- Autonomy: The ability to perform tasks in complex environments without constant guidance of a user.
- Adaptivity: The ability to improve performance by learning from experience.
- Machine learning: Systems that improve their performance in a given task with more and more experince or data.
- General vs narrow AI: Narrow AI refers to AI that handles one task. General AI, or Artificial General Intelligence (AGI)refers to a machine that can handle any intellectual task. All the AI methods we use today fall under narrow AI, with general AI being in the realm of science fiction.
- Strong vs weak AI: Strong AI would amount to a "mind" that is genuinely intelligent and self-conscious. Weak AI exhibit intelligent behaviors despite being mere computers.
- The state space: means the set of possible situations. In the chicken-solving, the state space consisted of ten allowed states NNNN thru' to FFFF (but not for example NFFF, which the puzzle rules don't allow). If the task is to navigate from place A to place B, the state space could be the set of locations defines by their (x,y) coordinates that can be reached from the startong point A. Or we could use a constrained set of locations, for example, different street addresses so that the number of possible states is limited.
- Transitions: are possible moves between one state and another, such as NNNN to FNFN. It is important to note that we only count direct transitions that can be accomplished with a single action as transitions.
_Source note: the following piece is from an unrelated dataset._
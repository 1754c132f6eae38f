mod digest_info;
pub mod recovery;

pub use digest_info::{digest_info_prefix, encode_digest_info, prepare_digest};
pub use recovery::{RecoveryFailure, RecoveryHost, RecoveryPhase, RecoveryProtocol};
A sequence of multiple transitions, for example, from A to C, from C to D, and from D to B (the goal), is a path rather than a transition.
- Costs: refers to the fact that, oftentimes the different transitions aren't all like. They can differe in ways that make some transitions more preferable or cheaper (in a not necessarily monetary sense of the word) and others more costly. We can express this by associating with each transition a certain cost. If the goal is to minimize the total distance traveled, then a natural cost is the geographical distance between states. On the other hand, the goal could actually be to minimize the time instead of the distance, in which case the natural cost would obviously be the time. If all the transitions are equal, then we can ignore the costs.
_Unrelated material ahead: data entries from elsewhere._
use anyhow::Context;
use clap::{Args, Parser, Subcommand, ValueEnum};
use clap_verbosity_flag::{Verbosity, WarnLevel};
use std::io::{self, Read, Write};
use std::sync::Arc;
use tracing::info;

use tokenkey::{
    adapters::{CryptokiToken, Pkcs11UriService, SoftKey, SoftToken, TokenProfile},
    api::{HashAlgorithm, InfoKind, KeyOptions},
    ports::{LocatorService, RetryUpTo, TokenDevice},
    TokenKey,
};

#[derive(Parser, Debug)]
#[command(name = "tokenkey")]
#[command(about = "Sign and decrypt with keys held on a PKCS#11-style token", version)]
pub struct Cli {
    #[command(flatten)]
    pub verbosity: Verbosity<WarnLevel>,

    #[command(flatten)]
    pub token: TokenArgs,

    #[command(subcommand)]
    pub command: Commands,
}

/// Token the commands run against
///
/// With `--module` the key is looked up through a PKCS#11 provider library
/// and `--url` names it. Otherwise a software token is built from `--key`.
#[derive(Args, Debug)]
pub struct TokenArgs {
    /// PKCS#11 provider library to load instead of the software token
    #[arg(long, global = true)]
    pub module: Option<std::path::PathBuf>,

    /// User PIN for the PKCS#11 token
    #[arg(long, global = true)]
    pub pin: Option<String>,

    /// PKCS#8 PEM file with the RSA private key to place on the software token
    #[arg(long, global = true, default_value = "key.pem")]
    pub key: std::path::PathBuf,

    /// Label of the software token
    #[arg(long, global = true, default_value = "softtoken")]
    pub token_label: String,

    /// Label of the key object
    #[arg(long, global = true, default_value = "key")]
    pub label: String,

    /// Object id in hex
    #[arg(long, global = true, default_value = "01")]
    pub id: String,

    /// PKCS#11 URI of the key; built from the token and object if omitted
    #[arg(long, global = true)]
    pub url: Option<String>,

    /// Retries allowed when the token disappears mid-operation
    #[arg(long, global = true, default_value_t = 0)]
    pub retries: u32,
}

#[derive(Subcommand, Debug)]
pub enum Commands {
    /// Sign data provided via stdin
    Sign {
        /// Digest algorithm for RSA signatures (DSA always uses SHA-1)
        #[arg(long, default_value = "sha256")]
        hash: HashArg,

        /// Print the signature as hex instead of raw bytes
        #[arg(long = "hex")]
        as_hex: bool,
    },

    /// Decrypt PKCS#1 v1.5 ciphertext provided via stdin
    Decrypt,

    /// Print the key's algorithm, label, id and token details
    Info,

    /// Print the key's PKCS#11 URI
    Export,
}

#[derive(Debug, Clone, Copy, ValueEnum)]
pub enum HashArg {
    Md5,
    Sha1,
    Sha224,
    Sha256,
    Sha384,
    Sha512,
}

impl From<HashArg> for HashAlgorithm {
    fn from(arg: HashArg) -> Self {
        match arg {
            HashArg::Md5 => HashAlgorithm::Md5,
            HashArg::Sha1 => HashAlgorithm::Sha1,
            HashArg::Sha224 => HashAlgorithm::Sha224,
            HashArg::Sha256 => HashAlgorithm::Sha256,
            HashArg::Sha384 => HashAlgorithm::Sha384,
            HashArg::Sha512 => HashAlgorithm::Sha512,
        }
    }
}

fn load_token(args: &TokenArgs) -> anyhow::Result<(Arc<SoftToken>, String)> {
    let pem = std::fs::read_to_string(&args.key)
        .with_context(|| format!("failed to read key file {}", args.key.display()))?;
    let id = hex::decode(&args.id).map_err(|e| anyhow::anyhow!("Invalid object id hex: {}", e))?;

    let token = SoftToken::new();
    token.add_token(TokenProfile::new(args.token_label.as_str(), "0001"))?;
    token.add_key(
        &args.token_label,
        SoftKey::from_pkcs8_pem(args.label.as_str(), id.clone(), &pem)?,
    )?;

    let url = match &args.url {
        Some(url) => url.clone(),
        None => Pkcs11UriService.format(&token.locator(&args.token_label, &id)?)?,
    };
    info!("Using key {}", url);

    Ok((Arc::new(token), url))
}

fn open<D: TokenDevice + ?Sized>(
    token: Arc<D>,
    url: &str,
    retries: u32,
) -> anyhow::Result<TokenKey<D>> {
    let key = tokenkey::open_key_with_notifier(
        token,
        url,
        Arc::new(RetryUpTo(retries)),
        KeyOptions::default(),
    )
    .context("failed to open key")?;
    Ok(key)
}

fn main() -> anyhow::Result<()> {
    let cli = Cli::parse();

    tracing_subscriber::fmt()
        .with_max_level(cli.verbosity)
        .with_writer(io::stderr)
        .init();

    let args = &cli.token;
    match &args.module {
        Some(module) => {
            let url = args
                .url
                .as_deref()
                .context("--url is required with --module")?;
            let token = CryptokiToken::open(module, args.pin.as_deref())
                .with_context(|| format!("failed to load PKCS#11 module {}", module.display()))?;
            run(open(Arc::new(token), url, args.retries)?, cli.command)
        }
        None => {
            let (token, url) = load_token(args)?;
            run(open(token, &url, args.retries)?, cli.command)
        }
    }
}

fn run<D: TokenDevice + ?Sized>(mut key: TokenKey<D>, command: Commands) -> anyhow::Result<()> {
    match command {
        Commands::Sign { hash, as_hex } => {
            let mut data = Vec::new();
            io::stdin().read_to_end(&mut data)?;

            let signature = key
                .sign_data(&data, hash.into())
                .context("failed to sign data")?;

            if as_hex {
                println!("{}", hex::encode(&signature));
            } else {
                io::stdout().write_all(&signature)?;
            }
        }
        Commands::Decrypt => {
            let mut ciphertext = Vec::new();
            io::stdin().read_to_end(&mut ciphertext)?;

            let plaintext = key
                .decrypt(&ciphertext)
                .context("failed to decrypt data")?;
            io::stdout().write_all(&plaintext)?;
        }
        Commands::Info => {
            let algorithm = key
                .algorithm()
                .map(|a| a.to_string())
                .unwrap_or_default();
            println!("algorithm: {}", algorithm);

            let fields = [
                ("label", InfoKind::Label),
                ("id", InfoKind::IdHex),
                ("token", InfoKind::TokenLabel),
                ("serial", InfoKind::TokenSerial),
                ("manufacturer", InfoKind::TokenManufacturer),
                ("model", InfoKind::TokenModel),
            ];
            for (name, kind) in fields {
                if let Some(value) = key.info(kind) {
                    println!("{}: {}", name, value);
                }
            }
        }
        Commands::Export => {
            println!("{}", key.export_url()?);
        }
    }

    Ok(())
}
- Prior and posterior odds: The Bayes rule can be expressed in many forms. The simplest one is in terms of odds. The idea is to take the odds for something happening (against it not happening), which we'll write as prior odds. The word prior refers to our assessment of the odds before obtaining some new information that may be relevant. The purpose of the formula is to update the prior odds when new information becomes available, to obtain the posterior odds, or the odds after obtaining the information (the dictionary meaning of posterior is "something that comes after, later.")
- Likelihood ratio: is the probability of the observation in case the event of interest, divided by the probability of the observation in case of no event.